17. From the aforesaid it is clear, firstly, that Gats did not carry the sole financial responsibility and risk insofar as sales and payment for the cruise was concerned. Kaya FM would, inter alia, have been responsible for marketing, the direct costs of the transport, housing and performance of the artists, and would also have been liable for half of the loss if all the tickets or bookings were not taken up. It was mentioned in the founding affidavit that at one stage Kaya FM had spent close to R 10 million promoting the cruise through various forms of media.
18. I also respectfully disagree with the finding that Gats would have been the only party who would have benefited financially from the venture. This issue was not specifically addressed in the written part of the agreement but in my view it has to be presumed that Kaya FM would also have benefited from the income derived from the bookings and the profits of the venture. It may very well be that a successful cruise would have enhanced the name and reputation of Kaya FM but it remained a once off enterprise and the income surely would have been used to defray the costs thereof - also that of Kaya FM and not only that of Gats. Furthermore, to suggest that Gats would have been the only party to benefit from any profits, also seems highly improbable. There was never a dispute that Gats became entitled to their normal fees as tour operators. Those costs would have been paid from the income. It is not clear on what basis it can be said that they would have been entitled to all the profits, if that had been the case. This is especially so if regard is had to the provisions of the same Addendum to the Agreement referred to above. The third and fourth paragraphs of that addendum reads as follows:
"it is agreed that the price quoted to Gats in terms of the contract include a payment of a third party commission in the amount of R 739, 000 (Seven hundred and thirty nine thousand Rand).
On receipt of all the payments referred to in the main agreement, MSC Starlight undertake to pay Gats leisure the commission agreed no later than 4 (four days) after the cruise undertaken by their client has returned. The date of payment is agreed to be by no later than 18th December 2012."
19. From the above it is clear that Gats would, over and above the remuneration for their services, have received a commission of R739 000,00. To suggest, therefore, that they would over and above their fees and the said commission also have been entitled to receive all the profits of the venture, seems, on the probabilities, to be highly unlikely.

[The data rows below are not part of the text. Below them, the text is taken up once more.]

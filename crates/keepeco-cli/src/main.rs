mod terminal;

use anyhow::{Context, Result};
use clap::Parser;
use keepeco_core::paths::expand_path;
use keepeco_core::secure_storage::DEFAULT_ACCOUNT;
use keepeco_core::{
    CacheStore, CopySession, KdbxDecoder, KeyringStore, Keystore, KeystoreError, NullKeystore,
    Orchestrator, Secret, SecretSource, Selection, UnlockError, UnlockRequest,
};
use std::io;
use std::path::{Path, PathBuf};
use std::sync::Arc;
use std::time::Duration;
use terminal::{FuzzyChooser, SystemClipboard, TerminalKeys};
use tracing::debug;
use tracing_subscriber::EnvFilter;

#[derive(Parser)]
#[command(name = "keepeco")]
#[command(about = "Pick a KeePass entry and copy its fields to the clipboard", long_about = None)]
#[command(version)]
struct Cli {
    /// Path to the .kdbx database; `~` and `$VAR` are expanded
    database: String,

    /// Seconds without a key press before the copy session ends
    #[arg(
        long,
        env = "KEEPECO_TIMEOUT",
        default_value_t = 180,
        value_parser = clap::value_parser!(u64).range(1..)
    )]
    timeout: u64,

    /// Never read or write the OS keystore; always prompt
    #[arg(long)]
    no_keystore: bool,

    /// Always decode the database and leave the candidate cache alone
    #[arg(long)]
    no_cache: bool,

    /// Directory for encrypted candidate caches
    #[arg(long, env = "KEEPECO_CACHE_DIR")]
    cache_dir: Option<PathBuf>,
}

#[tokio::main]
async fn main() {
    if terminal::is_clipboard_helper() {
        if let Err(err) = terminal::serve_clipboard() {
            abort(err);
        }
        return;
    }
    init_tracing();
    let cli = Cli::parse();
    if let Err(err) = run(cli).await {
        abort(err);
    }
}

fn init_tracing() {
    let filter = EnvFilter::try_from_env("KEEPECO_LOG").unwrap_or_else(|_| EnvFilter::new("warn"));
    tracing_subscriber::fmt()
        .with_env_filter(filter)
        .with_writer(io::stderr)
        .init();
}

async fn run(cli: Cli) -> Result<()> {
    let db_path = expand_path(&cli.database).context("Failed to expand homedir")?;
    std::fs::metadata(&db_path)
        .with_context(|| format!("Failed to stat file {}", db_path.display()))?;

    let keystore: Arc<dyn Keystore> = if cli.no_keystore {
        Arc::new(NullKeystore)
    } else {
        Arc::new(KeyringStore::new(DEFAULT_ACCOUNT))
    };
    let (secret, source) = acquire_secret(keystore.as_ref(), &db_path, !cli.no_keystore)?;

    let cache = if cli.no_cache {
        None
    } else {
        Some(
            cli.cache_dir
                .map(CacheStore::new)
                .unwrap_or_else(CacheStore::for_current_user),
        )
    };
    debug!(cache = ?cache.as_ref().map(|c| c.dir().to_path_buf()), "candidate cache");

    let orchestrator = Orchestrator::new(Arc::new(KdbxDecoder), keystore, cache);
    let request = UnlockRequest {
        db_path,
        secret,
        source,
    };
    let Selection {
        mut database,
        entry,
        origin,
        ..
    } = orchestrator
        .select(request, &mut FuzzyChooser::new("entry"))
        .await
        .map_err(unlock_failure)?;
    debug!(?origin, "entry selected");

    let mut clipboard = SystemClipboard::default();
    let mut keys = TerminalKeys::default();
    let end = CopySession::new(&mut database, &entry, &mut clipboard, &mut keys, io::stdout())
        .with_timeout(Duration::from_secs(cli.timeout))
        .run()
        .await
        .context("Failed to scan input")?;
    debug!(?end, "copy session finished");
    Ok(())
}

/// Keystore first; on a miss, prompt without echo.
fn acquire_secret(
    keystore: &dyn Keystore,
    db_path: &Path,
    announce: bool,
) -> Result<(Secret, SecretSource)> {
    match keystore.get(&db_path.to_string_lossy()) {
        Ok(secret) => return Ok((secret, SecretSource::Keystore)),
        Err(KeystoreError::NotFound) => {}
        Err(e) => return Err(e).context("Failed to query keystore"),
    }

    if announce {
        println!("Password entry for the database must be created in the default keychain.");
    }
    let password = rpassword::prompt_password(format!("Enter password for {}: ", db_path.display()))
        .context("Failed to read input")?;
    Ok((Secret::new(password), SecretSource::Prompt))
}

fn unlock_failure(err: UnlockError) -> anyhow::Error {
    let context = match &err {
        UnlockError::Stat(_) | UnlockError::Decode(_) => "Failed to open database",
        UnlockError::Cache(_) => "Failed to load cache",
        UnlockError::Chooser(_)
        | UnlockError::SelectionCancelled
        | UnlockError::SelectionOutOfRange { .. }
        | UnlockError::CandidateMismatch => "Failed to select a candidate",
    };
    anyhow::Error::new(err).context(context)
}

fn abort(err: anyhow::Error) -> ! {
    eprintln!("{err:#}");
    std::process::exit(1);
}
use crate::secret::Secret;
use keyring::Entry;

/// Account name under which every database secret is filed.
pub const DEFAULT_ACCOUNT: &str = "keepeco";

#[derive(Debug, thiserror::Error)]
pub enum KeystoreError {
    #[error("no matching item found in the keystore")]
    NotFound,
    #[error("keystore is not available on this platform: {0}")]
    Unsupported(String),
    #[error("keystore: {0}")]
    Backend(String),
}

/// Secret persistence keyed by service name (the database path).
pub trait Keystore: Send + Sync {
    fn get(&self, service: &str) -> Result<Secret, KeystoreError>;
    fn set(&self, service: &str, secret: &Secret) -> Result<(), KeystoreError>;
}

/// OS keyring (Keychain, Secret Service, Credential Manager).
#[derive(Debug, Clone)]
pub struct KeyringStore {
    account: String,
}

impl KeyringStore {
    pub fn new(account: impl Into<String>) -> Self {
        Self {
            account: account.into(),
        }
    }

    fn entry(&self, service: &str) -> Result<Entry, KeystoreError> {
        Entry::new(service, &self.account).map_err(map_keyring_error)
    }
}

impl Default for KeyringStore {
    fn default() -> Self {
        Self::new(DEFAULT_ACCOUNT)
    }
}

impl Keystore for KeyringStore {
    fn get(&self, service: &str) -> Result<Secret, KeystoreError> {
        let password = self
            .entry(service)?
            .get_password()
            .map_err(map_keyring_error)?;
        Ok(Secret::new(password))
    }

    fn set(&self, service: &str, secret: &Secret) -> Result<(), KeystoreError> {
        self.entry(service)?
            .set_password(secret.expose())
            .map_err(map_keyring_error)
    }
}

fn map_keyring_error(err: keyring::Error) -> KeystoreError {
    match err {
        keyring::Error::NoEntry => KeystoreError::NotFound,
        keyring::Error::PlatformFailure(e) | keyring::Error::NoStorageAccess(e) => {
            KeystoreError::Unsupported(e.to_string())
        }
        other => KeystoreError::Backend(other.to_string()),
    }
}

/// Never remembers anything; every lookup misses.
#[derive(Debug, Default, Clone, Copy)]
pub struct NullKeystore;

impl Keystore for NullKeystore {
    fn get(&self, _service: &str) -> Result<Secret, KeystoreError> {
        Err(KeystoreError::NotFound)
    }

    fn set(&self, _service: &str, _secret: &Secret) -> Result<(), KeystoreError> {
        Ok(())
    }
}
//! Races the encrypted candidate cache against a full database decode.
//!
//! The decode always runs in the background. A cache hit lets the chooser
//! open immediately; the decode is then awaited after the selection, since
//! copying needs the live handle and the selected index is only meaningful
//! against the freshly flattened entries.

use crate::cache::{CacheError, CacheStore};
use crate::db::{Database, Entries, Entry};
use crate::kdbx::{DecodeError, Decoder};
use crate::secret::{Secret, SecretSource};
use crate::secure_storage::Keystore;
use std::io;
use std::path::PathBuf;
use std::sync::Arc;
use std::time::{Instant, SystemTime};
use tokio::sync::oneshot;
use tracing::{debug, info, warn};

/// Fuzzy selection over the candidate list.
pub trait Chooser {
    /// `Ok(None)` when the user backs out without choosing.
    fn choose(&mut self, candidates: &[String]) -> io::Result<Option<usize>>;
}

#[derive(Debug, thiserror::Error)]
pub enum UnlockError {
    #[error("stat database file: {0}")]
    Stat(#[source] io::Error),
    #[error(transparent)]
    Decode(#[from] DecodeError),
    #[error(transparent)]
    Cache(#[from] CacheError),
    #[error("chooser: {0}")]
    Chooser(#[source] io::Error),
    #[error("selection cancelled")]
    SelectionCancelled,
    #[error("selected index {index} is outside {len} entries")]
    SelectionOutOfRange { index: usize, len: usize },
    #[error("cached candidates no longer match the database; run again")]
    CandidateMismatch,
}

#[derive(Debug, Clone)]
pub struct UnlockRequest {
    pub db_path: PathBuf,
    pub secret: Secret,
    pub source: SecretSource,
}

#[derive(Debug, Clone, Copy, PartialEq, Eq)]
pub enum CandidateOrigin {
    Cache,
    Decode,
}

/// A chosen entry together with the live handle it belongs to.
#[derive(Debug)]
pub struct Selection {
    pub database: Database,
    pub entry: Entry,
    pub index: usize,
    pub origin: CandidateOrigin,
}

struct Decoded {
    database: Database,
    entries: Entries,
}

/// Background decode whose result can be taken exactly once.
struct PendingDecode {
    rx: oneshot::Receiver<Result<Decoded, DecodeError>>,
}

impl PendingDecode {
    fn spawn(decoder: Arc<dyn Decoder>, path: PathBuf, secret: Secret) -> Self {
        let (tx, rx) = oneshot::channel();
        tokio::task::spawn_blocking(move || {
            let started = Instant::now();
            let result = decoder.open(&path, &secret).map(|database| {
                let entries = database.flatten();
                Decoded { database, entries }
            });
            debug!(
                elapsed_ms = started.elapsed().as_millis() as u64,
                ok = result.is_ok(),
                "database decode finished"
            );
            let _ = tx.send(result);
        });
        Self { rx }
    }

    async fn wait(self) -> Result<Decoded, DecodeError> {
        self.rx.await.map_err(|_| DecodeError::TaskFailed)?
    }
}

enum Stage {
    /// Candidates came from the cache; the decode is still outstanding.
    Cached {
        candidates: Vec<String>,
        pending: PendingDecode,
    },
    Fresh {
        candidates: Vec<String>,
        decoded: Decoded,
    },
}

impl Stage {
    fn candidates(&self) -> &[String] {
        match self {
            Stage::Cached { candidates, .. } | Stage::Fresh { candidates, .. } => candidates,
        }
    }
}

pub struct Orchestrator {
    decoder: Arc<dyn Decoder>,
    keystore: Arc<dyn Keystore>,
    cache: Option<CacheStore>,
}

impl Orchestrator {
    pub fn new(
        decoder: Arc<dyn Decoder>,
        keystore: Arc<dyn Keystore>,
        cache: Option<CacheStore>,
    ) -> Self {
        Self {
            decoder,
            keystore,
            cache,
        }
    }

    /// Unlock the database, let `chooser` pick an entry and return it with
    /// a live handle whose entries are index consistent with what was shown.
    pub async fn select(
        &self,
        request: UnlockRequest,
        chooser: &mut dyn Chooser,
    ) -> Result<Selection, UnlockError> {
        let db_key = request.db_path.to_string_lossy().into_owned();
        let modified = std::fs::metadata(&request.db_path)
            .and_then(|meta| meta.modified())
            .map_err(UnlockError::Stat)?;

        let pending = PendingDecode::spawn(
            self.decoder.clone(),
            request.db_path.clone(),
            request.secret.clone(),
        );

        let stage = match self.load_cached(&db_key, &request.secret, modified)? {
            Some(candidates) => Stage::Cached {
                candidates,
                pending,
            },
            None => {
                let decoded = self.finish_decode(pending, &request).await?;
                let candidates = decoded.entries.candidates();
                self.store_candidates(&db_key, &request.secret, modified, &candidates)?;
                Stage::Fresh {
                    candidates,
                    decoded,
                }
            }
        };

        let index = chooser
            .choose(stage.candidates())
            .map_err(UnlockError::Chooser)?
            .ok_or(UnlockError::SelectionCancelled)?;

        let (decoded, origin) = match stage {
            Stage::Fresh { decoded, .. } => (decoded, CandidateOrigin::Decode),
            Stage::Cached {
                candidates,
                pending,
            } => {
                let decoded = self.finish_decode(pending, &request).await?;
                let fresh = decoded.entries.candidates();
                if fresh != candidates {
                    warn!(
                        cached = candidates.len(),
                        fresh = fresh.len(),
                        "cached candidates diverged from database"
                    );
                    self.store_candidates(&db_key, &request.secret, modified, &fresh)?;
                    return Err(UnlockError::CandidateMismatch);
                }
                (decoded, CandidateOrigin::Cache)
            }
        };

        let len = decoded.entries.len();
        if index >= len {
            return Err(UnlockError::SelectionOutOfRange { index, len });
        }
        let entry = decoded.entries.into_vec().swap_remove(index);
        Ok(Selection {
            database: decoded.database,
            entry,
            index,
            origin,
        })
    }

    fn load_cached(
        &self,
        db_key: &str,
        secret: &Secret,
        modified: SystemTime,
    ) -> Result<Option<Vec<String>>, UnlockError> {
        let Some(cache) = &self.cache else {
            return Ok(None);
        };
        match cache.load(db_key, secret, modified) {
            Ok(candidates) => {
                debug!(count = candidates.len(), "candidate cache hit");
                Ok(Some(candidates))
            }
            Err(CacheError::Unavailable) => {
                debug!("candidate cache miss");
                Ok(None)
            }
            Err(e) => Err(e.into()),
        }
    }

    fn store_candidates(
        &self,
        db_key: &str,
        secret: &Secret,
        modified: SystemTime,
        candidates: &[String],
    ) -> Result<(), UnlockError> {
        let Some(cache) = &self.cache else {
            return Ok(());
        };
        match cache.save(db_key, secret, modified, candidates) {
            Ok(()) => Ok(()),
            Err(e) if e.is_recoverable() => {
                warn!(error = %e, "failed to write candidate cache");
                Ok(())
            }
            Err(e) => Err(e.into()),
        }
    }

    async fn finish_decode(
        &self,
        pending: PendingDecode,
        request: &UnlockRequest,
    ) -> Result<Decoded, UnlockError> {
        let decoded = pending.wait().await?;
        if request.source == SecretSource::Prompt {
            let service = request.db_path.to_string_lossy();
            match self.keystore.set(&service, &request.secret) {
                Ok(()) => info!("database secret saved to keystore"),
                Err(e) => warn!(error = %e, "failed to save password"),
            }
        }
        Ok(decoded)
    }
}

20. Consequently, in my view, both parties had obligations to make a success of the venture. Both had to expend effort and time but also money. Both would have benefited, if the venture had been a success, in the enhancement of their good name and reputation. But both also would have shared in the income and the profit of the venture. Gats had its own fees plus expenses. Kaya FM had its expenses to cover. Furthermore Kaya FM became entitled, in terms of the written agreement, to a number of cabins on the ship free of charge. The costs of these cabins could only have been paid from the profits of the venture. On the probabilities both would have been entitled not only to defray such fees and expenses from the income of the venture, but also to share in the profits. To what degree they would have been entitled to share in the profits is not clear but it does not matter for present purposes.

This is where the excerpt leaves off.